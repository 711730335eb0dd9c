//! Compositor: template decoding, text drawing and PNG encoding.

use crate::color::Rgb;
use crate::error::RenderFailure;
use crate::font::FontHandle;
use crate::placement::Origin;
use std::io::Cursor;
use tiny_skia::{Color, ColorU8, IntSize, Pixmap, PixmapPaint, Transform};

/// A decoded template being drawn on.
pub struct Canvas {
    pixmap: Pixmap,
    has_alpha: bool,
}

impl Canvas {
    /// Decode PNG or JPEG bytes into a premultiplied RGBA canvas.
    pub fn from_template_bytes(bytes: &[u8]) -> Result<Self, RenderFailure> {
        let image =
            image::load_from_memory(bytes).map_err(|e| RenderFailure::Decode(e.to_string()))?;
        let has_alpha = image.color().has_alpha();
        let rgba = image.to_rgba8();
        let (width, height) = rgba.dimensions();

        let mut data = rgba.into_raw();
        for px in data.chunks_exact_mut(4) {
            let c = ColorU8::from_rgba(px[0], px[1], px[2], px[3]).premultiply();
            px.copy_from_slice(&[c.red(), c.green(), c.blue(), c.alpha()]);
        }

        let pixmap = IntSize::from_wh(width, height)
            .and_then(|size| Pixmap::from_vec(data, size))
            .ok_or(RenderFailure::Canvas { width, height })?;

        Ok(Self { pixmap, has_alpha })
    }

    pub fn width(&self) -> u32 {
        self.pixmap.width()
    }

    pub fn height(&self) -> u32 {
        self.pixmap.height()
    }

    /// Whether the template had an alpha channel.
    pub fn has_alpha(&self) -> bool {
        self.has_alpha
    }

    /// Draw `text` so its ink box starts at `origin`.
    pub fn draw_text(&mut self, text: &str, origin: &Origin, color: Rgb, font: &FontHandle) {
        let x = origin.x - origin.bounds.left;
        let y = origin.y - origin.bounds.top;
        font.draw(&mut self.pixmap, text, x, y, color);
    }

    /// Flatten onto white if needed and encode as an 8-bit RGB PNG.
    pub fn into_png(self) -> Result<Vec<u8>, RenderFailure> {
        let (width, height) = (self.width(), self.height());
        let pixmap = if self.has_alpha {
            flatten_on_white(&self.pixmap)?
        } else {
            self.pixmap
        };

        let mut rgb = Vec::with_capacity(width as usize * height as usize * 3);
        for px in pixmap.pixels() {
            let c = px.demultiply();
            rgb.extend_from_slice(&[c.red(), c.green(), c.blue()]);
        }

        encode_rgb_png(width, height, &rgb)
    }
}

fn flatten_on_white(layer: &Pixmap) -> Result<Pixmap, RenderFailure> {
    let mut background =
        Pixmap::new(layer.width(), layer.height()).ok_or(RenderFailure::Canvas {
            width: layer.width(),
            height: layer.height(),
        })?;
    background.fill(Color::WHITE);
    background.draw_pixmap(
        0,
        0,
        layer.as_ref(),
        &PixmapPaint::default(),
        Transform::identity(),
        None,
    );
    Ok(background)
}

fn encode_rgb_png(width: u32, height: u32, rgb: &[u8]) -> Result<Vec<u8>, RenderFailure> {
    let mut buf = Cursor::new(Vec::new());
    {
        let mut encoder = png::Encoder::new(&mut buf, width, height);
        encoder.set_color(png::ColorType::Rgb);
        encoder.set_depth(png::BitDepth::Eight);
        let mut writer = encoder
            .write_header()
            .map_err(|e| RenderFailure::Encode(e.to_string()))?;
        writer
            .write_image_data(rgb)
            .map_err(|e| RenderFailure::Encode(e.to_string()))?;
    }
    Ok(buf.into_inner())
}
---
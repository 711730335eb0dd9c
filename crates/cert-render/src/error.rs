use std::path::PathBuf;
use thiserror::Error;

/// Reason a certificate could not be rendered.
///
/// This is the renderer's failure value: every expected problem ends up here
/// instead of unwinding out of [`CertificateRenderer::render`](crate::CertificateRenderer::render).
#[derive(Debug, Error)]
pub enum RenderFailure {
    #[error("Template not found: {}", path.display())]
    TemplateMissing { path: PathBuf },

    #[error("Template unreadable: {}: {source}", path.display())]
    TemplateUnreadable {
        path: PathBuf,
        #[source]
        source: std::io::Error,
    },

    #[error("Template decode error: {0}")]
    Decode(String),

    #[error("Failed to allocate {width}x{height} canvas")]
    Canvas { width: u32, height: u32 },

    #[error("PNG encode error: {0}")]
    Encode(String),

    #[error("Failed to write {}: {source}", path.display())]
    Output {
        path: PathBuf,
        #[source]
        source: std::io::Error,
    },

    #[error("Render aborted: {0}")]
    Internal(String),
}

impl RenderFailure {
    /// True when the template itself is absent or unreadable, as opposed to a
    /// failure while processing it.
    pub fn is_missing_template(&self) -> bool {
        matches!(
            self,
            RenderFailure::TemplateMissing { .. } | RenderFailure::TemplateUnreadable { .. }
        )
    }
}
* * *
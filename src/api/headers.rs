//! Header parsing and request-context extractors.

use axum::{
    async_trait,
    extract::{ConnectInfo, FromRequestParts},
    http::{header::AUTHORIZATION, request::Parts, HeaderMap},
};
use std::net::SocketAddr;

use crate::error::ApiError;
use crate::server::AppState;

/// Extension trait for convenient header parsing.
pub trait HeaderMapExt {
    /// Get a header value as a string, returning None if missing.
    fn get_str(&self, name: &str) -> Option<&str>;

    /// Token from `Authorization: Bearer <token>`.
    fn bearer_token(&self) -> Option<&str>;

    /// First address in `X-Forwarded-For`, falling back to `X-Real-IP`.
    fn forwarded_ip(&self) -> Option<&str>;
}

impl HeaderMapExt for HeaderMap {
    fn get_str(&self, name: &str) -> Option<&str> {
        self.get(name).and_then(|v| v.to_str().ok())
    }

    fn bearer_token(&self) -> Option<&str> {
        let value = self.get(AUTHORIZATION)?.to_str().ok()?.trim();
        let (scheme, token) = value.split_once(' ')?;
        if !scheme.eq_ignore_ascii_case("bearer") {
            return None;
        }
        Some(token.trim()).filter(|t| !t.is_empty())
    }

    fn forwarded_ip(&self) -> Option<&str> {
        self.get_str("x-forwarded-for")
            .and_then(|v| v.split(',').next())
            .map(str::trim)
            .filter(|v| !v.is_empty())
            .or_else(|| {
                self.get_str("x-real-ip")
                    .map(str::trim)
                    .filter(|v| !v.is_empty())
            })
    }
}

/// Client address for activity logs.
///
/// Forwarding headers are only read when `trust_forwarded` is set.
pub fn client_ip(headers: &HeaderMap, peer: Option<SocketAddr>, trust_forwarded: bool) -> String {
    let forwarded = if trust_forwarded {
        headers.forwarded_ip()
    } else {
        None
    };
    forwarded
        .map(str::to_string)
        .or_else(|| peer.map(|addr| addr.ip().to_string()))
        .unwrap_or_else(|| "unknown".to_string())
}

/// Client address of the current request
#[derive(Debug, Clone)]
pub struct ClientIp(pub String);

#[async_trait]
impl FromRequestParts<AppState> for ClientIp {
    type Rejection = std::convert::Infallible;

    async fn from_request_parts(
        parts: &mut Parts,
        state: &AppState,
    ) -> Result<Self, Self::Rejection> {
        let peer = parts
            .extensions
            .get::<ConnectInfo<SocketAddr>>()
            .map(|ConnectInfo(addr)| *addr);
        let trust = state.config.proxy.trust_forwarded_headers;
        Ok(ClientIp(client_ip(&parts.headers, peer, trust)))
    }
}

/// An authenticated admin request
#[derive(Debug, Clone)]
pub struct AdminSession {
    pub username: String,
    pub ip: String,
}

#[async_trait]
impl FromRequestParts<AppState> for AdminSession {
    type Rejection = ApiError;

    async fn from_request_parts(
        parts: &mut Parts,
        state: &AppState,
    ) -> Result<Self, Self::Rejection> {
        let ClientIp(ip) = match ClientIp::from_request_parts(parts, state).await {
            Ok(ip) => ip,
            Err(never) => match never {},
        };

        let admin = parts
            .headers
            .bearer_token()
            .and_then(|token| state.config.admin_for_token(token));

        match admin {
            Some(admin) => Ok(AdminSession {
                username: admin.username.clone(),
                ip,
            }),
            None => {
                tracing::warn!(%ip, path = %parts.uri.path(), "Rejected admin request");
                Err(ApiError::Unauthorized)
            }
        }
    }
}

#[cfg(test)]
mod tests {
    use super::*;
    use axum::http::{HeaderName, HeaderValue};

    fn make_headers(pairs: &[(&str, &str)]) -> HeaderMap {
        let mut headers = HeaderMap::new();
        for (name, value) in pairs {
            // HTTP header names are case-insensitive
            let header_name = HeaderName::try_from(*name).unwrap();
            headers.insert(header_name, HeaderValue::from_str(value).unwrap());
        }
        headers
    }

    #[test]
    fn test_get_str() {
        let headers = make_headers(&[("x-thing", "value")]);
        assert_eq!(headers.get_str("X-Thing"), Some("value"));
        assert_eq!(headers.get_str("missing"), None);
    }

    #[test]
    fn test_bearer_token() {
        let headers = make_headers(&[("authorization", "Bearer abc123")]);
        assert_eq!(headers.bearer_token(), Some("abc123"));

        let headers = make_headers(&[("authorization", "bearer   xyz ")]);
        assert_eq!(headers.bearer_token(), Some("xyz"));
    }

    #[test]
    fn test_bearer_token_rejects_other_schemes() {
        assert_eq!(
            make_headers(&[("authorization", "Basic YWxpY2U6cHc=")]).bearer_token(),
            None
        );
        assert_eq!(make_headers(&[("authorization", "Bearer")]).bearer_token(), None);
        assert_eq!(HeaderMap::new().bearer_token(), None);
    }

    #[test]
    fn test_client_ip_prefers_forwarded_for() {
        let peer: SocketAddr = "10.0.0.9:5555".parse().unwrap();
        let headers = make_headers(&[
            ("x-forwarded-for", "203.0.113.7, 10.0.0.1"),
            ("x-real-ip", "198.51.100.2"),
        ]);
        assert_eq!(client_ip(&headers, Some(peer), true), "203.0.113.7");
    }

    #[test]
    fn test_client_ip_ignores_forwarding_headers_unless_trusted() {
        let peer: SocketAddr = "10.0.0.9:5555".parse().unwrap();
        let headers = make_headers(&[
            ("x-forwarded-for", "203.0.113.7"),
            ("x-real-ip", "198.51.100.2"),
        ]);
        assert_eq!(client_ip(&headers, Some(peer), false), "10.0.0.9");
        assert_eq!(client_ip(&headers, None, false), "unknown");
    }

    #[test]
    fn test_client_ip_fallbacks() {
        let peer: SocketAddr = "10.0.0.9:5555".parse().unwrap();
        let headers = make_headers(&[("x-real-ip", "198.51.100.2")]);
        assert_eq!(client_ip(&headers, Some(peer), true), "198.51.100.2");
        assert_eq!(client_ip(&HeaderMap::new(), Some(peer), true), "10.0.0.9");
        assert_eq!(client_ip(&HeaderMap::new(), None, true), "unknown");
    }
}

Work required:
Every line of the listing that includes the word "PathBuf" forms the answer.

Your solution:
use std::path::PathBuf;
    TemplateMissing { path: PathBuf },
        path: PathBuf,
        path: PathBuf,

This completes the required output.